Collected data:
○ ○ ○ ○

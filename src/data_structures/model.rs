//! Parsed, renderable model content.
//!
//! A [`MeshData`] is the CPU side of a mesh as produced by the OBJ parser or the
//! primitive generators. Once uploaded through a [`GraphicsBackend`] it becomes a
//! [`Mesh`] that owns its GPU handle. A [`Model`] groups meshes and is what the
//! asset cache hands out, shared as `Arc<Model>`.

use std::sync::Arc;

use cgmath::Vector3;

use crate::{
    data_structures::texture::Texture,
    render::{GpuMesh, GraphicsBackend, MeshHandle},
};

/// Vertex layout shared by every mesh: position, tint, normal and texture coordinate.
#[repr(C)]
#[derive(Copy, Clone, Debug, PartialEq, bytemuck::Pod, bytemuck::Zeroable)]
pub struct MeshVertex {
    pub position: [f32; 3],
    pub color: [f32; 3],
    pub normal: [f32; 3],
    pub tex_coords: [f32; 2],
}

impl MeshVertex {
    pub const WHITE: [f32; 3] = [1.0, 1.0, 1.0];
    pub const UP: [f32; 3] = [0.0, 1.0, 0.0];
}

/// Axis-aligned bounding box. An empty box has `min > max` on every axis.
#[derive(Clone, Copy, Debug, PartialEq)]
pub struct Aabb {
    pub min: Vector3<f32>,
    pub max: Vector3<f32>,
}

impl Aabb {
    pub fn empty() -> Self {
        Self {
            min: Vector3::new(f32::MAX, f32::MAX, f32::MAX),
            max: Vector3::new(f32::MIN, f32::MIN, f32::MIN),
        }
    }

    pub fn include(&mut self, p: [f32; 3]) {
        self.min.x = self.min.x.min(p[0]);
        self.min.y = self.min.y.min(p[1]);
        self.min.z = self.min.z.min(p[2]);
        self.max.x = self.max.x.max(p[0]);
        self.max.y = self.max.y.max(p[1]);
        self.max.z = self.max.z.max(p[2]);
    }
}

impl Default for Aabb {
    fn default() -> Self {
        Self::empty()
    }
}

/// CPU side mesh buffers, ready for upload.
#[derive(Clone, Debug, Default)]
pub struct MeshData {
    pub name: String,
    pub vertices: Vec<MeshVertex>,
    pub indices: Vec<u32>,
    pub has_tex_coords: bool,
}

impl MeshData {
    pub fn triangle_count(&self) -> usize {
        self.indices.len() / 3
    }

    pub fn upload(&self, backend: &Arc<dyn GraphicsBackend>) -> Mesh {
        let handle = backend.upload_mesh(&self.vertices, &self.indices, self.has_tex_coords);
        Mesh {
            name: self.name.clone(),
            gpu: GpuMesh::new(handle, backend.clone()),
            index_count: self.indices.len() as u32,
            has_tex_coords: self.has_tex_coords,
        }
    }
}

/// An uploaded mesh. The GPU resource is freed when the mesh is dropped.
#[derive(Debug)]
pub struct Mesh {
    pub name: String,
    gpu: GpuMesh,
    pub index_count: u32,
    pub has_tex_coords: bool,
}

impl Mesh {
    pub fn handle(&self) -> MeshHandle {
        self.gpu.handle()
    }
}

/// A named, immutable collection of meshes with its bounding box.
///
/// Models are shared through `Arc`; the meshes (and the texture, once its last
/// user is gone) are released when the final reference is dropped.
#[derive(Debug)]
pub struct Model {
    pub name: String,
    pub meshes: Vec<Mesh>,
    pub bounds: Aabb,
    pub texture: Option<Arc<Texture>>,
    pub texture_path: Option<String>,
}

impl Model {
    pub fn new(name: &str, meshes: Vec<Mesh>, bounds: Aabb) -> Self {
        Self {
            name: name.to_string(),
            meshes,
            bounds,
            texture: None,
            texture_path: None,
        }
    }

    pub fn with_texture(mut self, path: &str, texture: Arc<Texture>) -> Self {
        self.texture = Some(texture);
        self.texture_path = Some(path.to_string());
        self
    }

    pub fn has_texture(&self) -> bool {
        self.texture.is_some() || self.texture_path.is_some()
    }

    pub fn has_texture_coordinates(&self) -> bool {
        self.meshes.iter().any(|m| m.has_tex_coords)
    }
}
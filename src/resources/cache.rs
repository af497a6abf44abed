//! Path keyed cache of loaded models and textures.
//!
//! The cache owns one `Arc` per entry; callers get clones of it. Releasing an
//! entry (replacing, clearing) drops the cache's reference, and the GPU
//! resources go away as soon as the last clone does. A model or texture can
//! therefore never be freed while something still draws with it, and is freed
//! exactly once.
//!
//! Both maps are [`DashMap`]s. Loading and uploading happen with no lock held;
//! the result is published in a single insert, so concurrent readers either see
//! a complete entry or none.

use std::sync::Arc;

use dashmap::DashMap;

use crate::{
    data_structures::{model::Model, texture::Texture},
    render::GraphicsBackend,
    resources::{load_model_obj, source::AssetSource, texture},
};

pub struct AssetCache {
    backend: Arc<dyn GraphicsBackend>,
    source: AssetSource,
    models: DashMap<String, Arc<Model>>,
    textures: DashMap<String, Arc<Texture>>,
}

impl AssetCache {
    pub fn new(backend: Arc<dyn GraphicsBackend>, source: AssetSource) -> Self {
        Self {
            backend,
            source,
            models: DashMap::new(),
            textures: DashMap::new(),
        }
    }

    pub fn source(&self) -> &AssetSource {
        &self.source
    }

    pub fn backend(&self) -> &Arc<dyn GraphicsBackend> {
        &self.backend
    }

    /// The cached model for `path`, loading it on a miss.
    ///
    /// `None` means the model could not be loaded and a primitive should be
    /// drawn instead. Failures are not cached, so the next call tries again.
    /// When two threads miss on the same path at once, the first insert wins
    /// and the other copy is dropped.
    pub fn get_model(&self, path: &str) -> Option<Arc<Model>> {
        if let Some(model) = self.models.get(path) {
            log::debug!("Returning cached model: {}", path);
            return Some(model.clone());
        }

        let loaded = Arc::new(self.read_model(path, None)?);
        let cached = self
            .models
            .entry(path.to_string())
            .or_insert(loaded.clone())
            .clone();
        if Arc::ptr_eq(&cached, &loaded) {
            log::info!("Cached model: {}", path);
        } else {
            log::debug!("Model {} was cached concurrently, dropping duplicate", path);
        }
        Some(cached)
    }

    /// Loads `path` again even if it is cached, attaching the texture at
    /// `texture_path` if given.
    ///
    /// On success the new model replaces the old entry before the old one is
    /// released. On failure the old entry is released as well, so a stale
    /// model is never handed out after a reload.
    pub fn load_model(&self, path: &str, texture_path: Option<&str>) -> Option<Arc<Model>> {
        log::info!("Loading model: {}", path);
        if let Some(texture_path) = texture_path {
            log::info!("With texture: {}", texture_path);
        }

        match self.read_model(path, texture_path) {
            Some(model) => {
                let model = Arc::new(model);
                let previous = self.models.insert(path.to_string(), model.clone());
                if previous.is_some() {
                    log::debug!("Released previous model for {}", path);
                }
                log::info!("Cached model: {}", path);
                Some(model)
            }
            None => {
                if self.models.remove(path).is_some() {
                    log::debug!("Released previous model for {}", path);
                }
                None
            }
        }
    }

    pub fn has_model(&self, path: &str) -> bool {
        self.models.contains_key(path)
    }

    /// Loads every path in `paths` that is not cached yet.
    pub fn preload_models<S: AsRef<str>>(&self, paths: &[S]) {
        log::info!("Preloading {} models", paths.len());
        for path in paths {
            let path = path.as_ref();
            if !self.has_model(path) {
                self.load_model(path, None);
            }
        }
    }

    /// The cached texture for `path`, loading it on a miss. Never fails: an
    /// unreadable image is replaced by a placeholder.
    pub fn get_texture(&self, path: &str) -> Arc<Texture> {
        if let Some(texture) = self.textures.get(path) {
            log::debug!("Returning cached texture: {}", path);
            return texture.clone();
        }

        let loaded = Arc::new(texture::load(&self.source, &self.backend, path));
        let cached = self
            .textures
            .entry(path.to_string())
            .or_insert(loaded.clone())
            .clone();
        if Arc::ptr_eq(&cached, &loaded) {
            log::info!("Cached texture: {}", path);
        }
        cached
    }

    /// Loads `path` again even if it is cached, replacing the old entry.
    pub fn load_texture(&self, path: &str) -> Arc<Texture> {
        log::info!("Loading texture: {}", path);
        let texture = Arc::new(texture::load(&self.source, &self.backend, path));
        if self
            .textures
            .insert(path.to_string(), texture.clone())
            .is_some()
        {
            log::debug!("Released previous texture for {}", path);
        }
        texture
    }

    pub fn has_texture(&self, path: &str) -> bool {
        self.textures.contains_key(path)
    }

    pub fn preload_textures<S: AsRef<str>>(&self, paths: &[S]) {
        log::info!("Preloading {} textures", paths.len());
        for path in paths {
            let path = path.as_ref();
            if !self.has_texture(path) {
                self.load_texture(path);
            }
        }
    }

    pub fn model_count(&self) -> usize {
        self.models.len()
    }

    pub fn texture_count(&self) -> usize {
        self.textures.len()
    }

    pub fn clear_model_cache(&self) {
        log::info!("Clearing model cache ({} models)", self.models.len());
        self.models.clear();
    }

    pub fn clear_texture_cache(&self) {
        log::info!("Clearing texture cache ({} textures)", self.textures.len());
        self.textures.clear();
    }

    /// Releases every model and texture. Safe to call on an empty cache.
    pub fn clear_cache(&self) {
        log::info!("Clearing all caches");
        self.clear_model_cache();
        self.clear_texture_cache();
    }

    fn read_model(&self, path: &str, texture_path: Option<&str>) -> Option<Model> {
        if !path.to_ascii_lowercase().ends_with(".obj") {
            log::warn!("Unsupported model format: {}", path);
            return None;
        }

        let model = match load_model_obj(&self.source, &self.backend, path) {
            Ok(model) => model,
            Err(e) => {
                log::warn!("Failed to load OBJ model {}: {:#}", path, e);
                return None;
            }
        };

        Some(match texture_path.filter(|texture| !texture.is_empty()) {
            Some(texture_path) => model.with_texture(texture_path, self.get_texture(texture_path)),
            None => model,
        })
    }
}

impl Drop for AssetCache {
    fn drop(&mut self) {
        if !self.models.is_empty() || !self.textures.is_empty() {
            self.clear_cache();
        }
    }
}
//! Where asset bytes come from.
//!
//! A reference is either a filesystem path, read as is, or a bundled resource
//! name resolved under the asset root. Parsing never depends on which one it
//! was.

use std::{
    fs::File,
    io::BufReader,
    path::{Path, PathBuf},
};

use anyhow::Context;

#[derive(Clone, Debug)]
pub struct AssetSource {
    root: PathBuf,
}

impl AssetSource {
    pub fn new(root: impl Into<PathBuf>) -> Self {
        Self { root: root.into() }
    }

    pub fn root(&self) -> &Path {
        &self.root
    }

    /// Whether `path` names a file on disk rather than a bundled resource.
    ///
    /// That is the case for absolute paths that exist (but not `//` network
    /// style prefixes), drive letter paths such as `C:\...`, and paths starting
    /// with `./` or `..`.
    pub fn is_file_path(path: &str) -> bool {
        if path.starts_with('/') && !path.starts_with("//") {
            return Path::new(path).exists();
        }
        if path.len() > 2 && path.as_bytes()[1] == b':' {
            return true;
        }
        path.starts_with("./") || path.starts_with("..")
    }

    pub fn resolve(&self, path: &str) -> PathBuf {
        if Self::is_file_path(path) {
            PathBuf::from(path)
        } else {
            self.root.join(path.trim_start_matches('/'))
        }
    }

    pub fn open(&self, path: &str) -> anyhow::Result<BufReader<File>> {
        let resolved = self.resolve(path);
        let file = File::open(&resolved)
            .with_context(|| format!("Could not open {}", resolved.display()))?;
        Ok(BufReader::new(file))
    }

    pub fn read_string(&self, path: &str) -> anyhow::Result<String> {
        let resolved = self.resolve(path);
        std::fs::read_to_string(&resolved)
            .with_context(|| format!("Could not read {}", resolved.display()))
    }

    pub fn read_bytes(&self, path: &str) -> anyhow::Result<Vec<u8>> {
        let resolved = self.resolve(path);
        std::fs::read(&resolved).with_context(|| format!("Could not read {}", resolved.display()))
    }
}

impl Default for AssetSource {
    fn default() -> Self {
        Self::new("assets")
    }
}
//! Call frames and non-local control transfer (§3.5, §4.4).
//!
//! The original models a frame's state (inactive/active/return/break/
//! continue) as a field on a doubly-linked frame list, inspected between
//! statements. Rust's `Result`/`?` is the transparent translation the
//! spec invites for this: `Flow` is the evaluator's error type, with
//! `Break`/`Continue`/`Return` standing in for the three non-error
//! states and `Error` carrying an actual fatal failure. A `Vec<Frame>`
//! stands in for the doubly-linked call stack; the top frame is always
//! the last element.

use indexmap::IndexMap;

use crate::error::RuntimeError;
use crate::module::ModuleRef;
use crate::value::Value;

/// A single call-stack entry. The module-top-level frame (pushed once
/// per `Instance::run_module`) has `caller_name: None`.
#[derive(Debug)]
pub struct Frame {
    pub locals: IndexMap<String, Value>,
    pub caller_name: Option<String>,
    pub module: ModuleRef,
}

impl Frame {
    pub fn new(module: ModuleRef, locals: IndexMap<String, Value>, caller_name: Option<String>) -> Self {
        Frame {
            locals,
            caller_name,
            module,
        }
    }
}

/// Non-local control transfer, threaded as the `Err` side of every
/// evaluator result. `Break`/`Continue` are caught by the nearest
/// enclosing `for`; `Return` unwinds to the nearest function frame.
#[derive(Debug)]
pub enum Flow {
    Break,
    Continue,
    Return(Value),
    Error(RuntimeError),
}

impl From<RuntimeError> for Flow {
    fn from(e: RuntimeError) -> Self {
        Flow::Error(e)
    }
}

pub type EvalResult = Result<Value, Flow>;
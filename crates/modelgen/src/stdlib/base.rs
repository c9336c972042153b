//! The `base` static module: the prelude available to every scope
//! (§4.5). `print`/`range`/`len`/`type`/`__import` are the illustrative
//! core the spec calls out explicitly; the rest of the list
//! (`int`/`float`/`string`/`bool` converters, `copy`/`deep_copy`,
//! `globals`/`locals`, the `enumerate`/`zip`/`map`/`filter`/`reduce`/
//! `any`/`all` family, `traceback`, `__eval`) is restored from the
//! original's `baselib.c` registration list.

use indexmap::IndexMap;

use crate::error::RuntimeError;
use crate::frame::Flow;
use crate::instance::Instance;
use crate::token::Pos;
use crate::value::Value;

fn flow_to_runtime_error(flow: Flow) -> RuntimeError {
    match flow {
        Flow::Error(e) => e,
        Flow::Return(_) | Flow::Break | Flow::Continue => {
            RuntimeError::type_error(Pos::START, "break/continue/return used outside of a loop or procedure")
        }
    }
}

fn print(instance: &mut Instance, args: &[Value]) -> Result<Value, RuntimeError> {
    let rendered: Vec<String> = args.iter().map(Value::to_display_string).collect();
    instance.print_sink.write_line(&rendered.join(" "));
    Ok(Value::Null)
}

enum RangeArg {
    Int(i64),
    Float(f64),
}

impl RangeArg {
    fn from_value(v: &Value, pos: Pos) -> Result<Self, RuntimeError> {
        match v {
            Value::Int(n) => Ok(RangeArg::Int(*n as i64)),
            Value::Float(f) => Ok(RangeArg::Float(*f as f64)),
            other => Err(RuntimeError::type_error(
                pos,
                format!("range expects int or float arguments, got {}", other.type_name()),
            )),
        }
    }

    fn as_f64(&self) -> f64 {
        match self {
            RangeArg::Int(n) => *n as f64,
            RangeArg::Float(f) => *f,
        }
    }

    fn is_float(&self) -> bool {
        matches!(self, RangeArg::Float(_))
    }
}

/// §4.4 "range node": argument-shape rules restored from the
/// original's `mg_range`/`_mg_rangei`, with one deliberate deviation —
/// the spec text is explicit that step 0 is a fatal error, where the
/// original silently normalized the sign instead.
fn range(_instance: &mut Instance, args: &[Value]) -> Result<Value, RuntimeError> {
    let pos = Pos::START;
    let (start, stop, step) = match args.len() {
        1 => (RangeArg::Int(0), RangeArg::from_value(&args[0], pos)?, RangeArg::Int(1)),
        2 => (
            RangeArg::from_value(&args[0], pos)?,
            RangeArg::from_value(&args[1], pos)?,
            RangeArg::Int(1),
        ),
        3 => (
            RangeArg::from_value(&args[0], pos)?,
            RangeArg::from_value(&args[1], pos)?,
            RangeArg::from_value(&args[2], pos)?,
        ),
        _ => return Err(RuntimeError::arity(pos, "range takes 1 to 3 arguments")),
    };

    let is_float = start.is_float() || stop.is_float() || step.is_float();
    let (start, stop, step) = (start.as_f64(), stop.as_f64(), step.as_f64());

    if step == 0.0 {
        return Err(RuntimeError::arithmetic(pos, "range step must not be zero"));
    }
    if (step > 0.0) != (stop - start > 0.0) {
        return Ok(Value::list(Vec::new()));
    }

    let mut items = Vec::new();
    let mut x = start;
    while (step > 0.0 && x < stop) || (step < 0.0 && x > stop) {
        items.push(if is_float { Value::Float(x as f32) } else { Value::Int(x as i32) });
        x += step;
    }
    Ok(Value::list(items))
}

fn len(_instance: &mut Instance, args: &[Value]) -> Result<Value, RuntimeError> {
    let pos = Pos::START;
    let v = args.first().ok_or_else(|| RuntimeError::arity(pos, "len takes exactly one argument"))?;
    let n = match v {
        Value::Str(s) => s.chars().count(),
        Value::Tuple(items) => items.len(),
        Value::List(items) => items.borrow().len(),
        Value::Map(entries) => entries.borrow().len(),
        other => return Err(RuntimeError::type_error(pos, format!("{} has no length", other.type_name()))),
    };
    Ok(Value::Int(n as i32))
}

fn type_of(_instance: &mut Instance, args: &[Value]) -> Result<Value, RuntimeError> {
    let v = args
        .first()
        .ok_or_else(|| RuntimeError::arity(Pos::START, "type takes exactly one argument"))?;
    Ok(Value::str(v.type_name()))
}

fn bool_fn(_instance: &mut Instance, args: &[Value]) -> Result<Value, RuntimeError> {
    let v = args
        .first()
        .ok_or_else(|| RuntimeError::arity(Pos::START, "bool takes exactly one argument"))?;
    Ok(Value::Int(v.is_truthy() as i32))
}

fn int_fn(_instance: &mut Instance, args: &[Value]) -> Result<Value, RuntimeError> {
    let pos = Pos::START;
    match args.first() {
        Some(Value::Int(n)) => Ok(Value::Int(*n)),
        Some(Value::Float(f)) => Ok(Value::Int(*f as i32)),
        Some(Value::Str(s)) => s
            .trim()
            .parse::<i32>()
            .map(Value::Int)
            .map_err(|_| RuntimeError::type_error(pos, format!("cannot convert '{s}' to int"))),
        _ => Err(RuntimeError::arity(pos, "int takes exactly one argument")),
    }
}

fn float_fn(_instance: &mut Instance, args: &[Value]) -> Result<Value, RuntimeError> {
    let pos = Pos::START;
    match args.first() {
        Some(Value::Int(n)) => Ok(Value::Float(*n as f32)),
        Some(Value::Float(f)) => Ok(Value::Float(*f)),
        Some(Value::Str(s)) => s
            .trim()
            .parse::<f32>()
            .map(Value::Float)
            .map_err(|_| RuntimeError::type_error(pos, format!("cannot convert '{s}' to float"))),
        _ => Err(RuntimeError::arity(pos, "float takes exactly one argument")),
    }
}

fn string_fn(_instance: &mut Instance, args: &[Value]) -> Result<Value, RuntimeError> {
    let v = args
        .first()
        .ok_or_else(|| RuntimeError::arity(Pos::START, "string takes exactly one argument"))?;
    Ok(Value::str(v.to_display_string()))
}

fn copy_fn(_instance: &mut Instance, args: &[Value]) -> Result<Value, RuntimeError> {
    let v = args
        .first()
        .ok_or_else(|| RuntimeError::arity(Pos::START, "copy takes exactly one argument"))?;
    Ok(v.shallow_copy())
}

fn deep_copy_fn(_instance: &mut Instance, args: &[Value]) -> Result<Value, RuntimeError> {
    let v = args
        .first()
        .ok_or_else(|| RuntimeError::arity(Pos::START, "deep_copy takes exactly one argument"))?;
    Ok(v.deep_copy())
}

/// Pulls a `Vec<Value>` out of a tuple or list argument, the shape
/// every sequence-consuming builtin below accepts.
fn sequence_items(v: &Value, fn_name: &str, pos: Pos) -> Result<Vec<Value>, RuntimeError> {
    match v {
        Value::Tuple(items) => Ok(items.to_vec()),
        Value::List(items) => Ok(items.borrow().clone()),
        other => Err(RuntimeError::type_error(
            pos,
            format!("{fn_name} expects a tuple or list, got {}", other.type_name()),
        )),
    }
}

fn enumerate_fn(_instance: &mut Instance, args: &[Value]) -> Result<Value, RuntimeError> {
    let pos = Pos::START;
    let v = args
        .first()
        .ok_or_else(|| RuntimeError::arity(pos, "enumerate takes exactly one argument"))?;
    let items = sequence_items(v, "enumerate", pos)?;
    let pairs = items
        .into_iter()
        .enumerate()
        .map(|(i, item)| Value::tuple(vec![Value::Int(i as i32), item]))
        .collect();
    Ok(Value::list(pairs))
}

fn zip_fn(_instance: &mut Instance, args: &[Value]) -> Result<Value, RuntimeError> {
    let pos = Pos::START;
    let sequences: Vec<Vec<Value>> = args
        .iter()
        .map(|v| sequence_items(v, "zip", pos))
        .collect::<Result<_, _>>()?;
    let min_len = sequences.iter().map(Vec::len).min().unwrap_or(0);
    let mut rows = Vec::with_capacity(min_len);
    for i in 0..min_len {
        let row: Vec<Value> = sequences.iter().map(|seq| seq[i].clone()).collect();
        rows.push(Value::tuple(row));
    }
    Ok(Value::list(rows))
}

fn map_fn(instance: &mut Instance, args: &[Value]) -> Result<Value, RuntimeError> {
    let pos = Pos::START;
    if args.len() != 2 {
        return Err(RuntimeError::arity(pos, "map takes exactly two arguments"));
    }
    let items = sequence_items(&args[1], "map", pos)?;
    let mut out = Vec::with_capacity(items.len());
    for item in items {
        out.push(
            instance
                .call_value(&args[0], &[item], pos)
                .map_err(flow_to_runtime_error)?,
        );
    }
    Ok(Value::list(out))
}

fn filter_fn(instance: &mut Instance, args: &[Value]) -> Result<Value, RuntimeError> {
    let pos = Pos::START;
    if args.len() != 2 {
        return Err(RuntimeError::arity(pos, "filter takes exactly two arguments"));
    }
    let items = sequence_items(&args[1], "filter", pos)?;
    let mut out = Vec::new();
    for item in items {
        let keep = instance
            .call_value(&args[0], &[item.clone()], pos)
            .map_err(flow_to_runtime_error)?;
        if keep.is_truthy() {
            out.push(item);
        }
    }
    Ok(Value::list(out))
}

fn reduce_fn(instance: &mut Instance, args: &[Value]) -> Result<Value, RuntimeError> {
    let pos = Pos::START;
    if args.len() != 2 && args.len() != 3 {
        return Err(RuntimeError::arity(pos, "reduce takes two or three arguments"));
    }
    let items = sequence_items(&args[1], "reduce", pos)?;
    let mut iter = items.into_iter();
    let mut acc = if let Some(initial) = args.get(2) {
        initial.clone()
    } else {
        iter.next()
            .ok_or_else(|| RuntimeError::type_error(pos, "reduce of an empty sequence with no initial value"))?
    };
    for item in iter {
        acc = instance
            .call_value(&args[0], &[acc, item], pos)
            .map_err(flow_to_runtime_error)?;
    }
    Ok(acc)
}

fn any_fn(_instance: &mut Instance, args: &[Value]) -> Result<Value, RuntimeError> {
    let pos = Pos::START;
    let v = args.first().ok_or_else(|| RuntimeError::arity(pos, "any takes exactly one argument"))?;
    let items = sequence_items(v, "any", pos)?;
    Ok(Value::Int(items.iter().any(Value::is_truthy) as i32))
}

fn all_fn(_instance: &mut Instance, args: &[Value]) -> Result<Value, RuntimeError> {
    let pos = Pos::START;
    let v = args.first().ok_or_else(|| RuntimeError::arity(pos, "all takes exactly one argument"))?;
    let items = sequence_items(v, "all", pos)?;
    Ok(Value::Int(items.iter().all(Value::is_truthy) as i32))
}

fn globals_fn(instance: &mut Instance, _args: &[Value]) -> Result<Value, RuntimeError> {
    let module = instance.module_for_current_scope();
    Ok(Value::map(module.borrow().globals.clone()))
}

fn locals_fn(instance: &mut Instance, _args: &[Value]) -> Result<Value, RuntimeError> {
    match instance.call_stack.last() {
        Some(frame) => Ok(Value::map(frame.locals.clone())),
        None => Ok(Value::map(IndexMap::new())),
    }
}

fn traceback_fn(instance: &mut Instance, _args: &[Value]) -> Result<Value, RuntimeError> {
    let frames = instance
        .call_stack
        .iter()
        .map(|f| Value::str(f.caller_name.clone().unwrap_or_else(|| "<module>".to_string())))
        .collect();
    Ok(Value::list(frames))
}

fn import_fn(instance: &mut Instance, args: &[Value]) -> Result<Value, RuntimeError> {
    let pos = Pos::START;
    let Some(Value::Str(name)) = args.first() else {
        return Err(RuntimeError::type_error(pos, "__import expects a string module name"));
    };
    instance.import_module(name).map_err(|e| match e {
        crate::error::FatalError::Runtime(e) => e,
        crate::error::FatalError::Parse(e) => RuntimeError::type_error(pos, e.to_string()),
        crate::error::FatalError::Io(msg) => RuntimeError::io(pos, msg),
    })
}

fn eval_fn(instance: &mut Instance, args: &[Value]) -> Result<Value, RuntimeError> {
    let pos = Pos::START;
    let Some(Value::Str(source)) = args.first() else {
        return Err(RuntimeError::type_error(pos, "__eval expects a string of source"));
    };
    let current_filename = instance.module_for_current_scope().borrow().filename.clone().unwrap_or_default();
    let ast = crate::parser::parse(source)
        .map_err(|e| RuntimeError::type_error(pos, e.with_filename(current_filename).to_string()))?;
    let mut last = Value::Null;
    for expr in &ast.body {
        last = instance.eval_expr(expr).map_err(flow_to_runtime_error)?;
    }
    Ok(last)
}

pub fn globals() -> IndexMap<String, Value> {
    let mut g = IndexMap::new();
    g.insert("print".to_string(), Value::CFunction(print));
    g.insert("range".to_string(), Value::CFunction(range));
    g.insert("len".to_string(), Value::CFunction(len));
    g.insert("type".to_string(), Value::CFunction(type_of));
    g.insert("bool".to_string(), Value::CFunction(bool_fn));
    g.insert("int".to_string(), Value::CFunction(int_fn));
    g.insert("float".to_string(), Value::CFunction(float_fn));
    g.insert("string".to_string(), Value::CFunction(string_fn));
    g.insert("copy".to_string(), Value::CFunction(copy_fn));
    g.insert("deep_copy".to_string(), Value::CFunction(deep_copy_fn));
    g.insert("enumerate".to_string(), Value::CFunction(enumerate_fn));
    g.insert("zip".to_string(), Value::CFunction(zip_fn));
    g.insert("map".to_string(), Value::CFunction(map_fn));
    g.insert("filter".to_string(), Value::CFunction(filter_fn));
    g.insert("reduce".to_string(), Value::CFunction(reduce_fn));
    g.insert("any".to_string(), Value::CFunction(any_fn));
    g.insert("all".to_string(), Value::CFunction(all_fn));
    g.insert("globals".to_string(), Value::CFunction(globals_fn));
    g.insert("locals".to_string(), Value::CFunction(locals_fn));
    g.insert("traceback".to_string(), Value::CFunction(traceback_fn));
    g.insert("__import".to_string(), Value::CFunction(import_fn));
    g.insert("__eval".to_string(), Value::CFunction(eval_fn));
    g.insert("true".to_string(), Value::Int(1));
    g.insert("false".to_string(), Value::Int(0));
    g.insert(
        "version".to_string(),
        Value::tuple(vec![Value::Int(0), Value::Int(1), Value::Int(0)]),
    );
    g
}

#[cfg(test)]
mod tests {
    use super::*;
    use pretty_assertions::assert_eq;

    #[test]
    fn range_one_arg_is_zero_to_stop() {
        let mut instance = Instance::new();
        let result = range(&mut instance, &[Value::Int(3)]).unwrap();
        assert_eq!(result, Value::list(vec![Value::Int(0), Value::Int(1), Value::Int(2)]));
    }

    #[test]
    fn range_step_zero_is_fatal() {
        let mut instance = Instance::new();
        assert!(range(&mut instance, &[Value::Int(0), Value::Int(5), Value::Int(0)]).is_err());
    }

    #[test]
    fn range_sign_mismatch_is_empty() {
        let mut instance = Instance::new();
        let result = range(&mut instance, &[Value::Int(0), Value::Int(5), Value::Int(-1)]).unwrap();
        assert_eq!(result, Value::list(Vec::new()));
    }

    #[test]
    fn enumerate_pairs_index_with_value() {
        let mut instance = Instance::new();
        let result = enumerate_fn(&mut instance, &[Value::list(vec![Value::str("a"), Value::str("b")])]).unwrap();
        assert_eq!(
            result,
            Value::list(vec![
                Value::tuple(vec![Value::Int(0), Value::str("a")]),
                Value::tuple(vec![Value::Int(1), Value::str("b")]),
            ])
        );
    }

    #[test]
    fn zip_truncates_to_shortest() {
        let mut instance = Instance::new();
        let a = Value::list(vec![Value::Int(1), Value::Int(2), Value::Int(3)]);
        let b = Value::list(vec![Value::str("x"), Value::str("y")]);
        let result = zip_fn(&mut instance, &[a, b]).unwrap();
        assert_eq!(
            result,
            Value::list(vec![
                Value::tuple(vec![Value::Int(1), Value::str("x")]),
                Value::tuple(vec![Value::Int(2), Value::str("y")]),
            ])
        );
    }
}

○ ○ ○ ○

**TASK GOAL**
Copy all the lines from the data above that hold the word "next".

**EXERCISE RESPONSE**
    /// drawn instead. Failures are not cached, so the next call tries again.
        iter.next()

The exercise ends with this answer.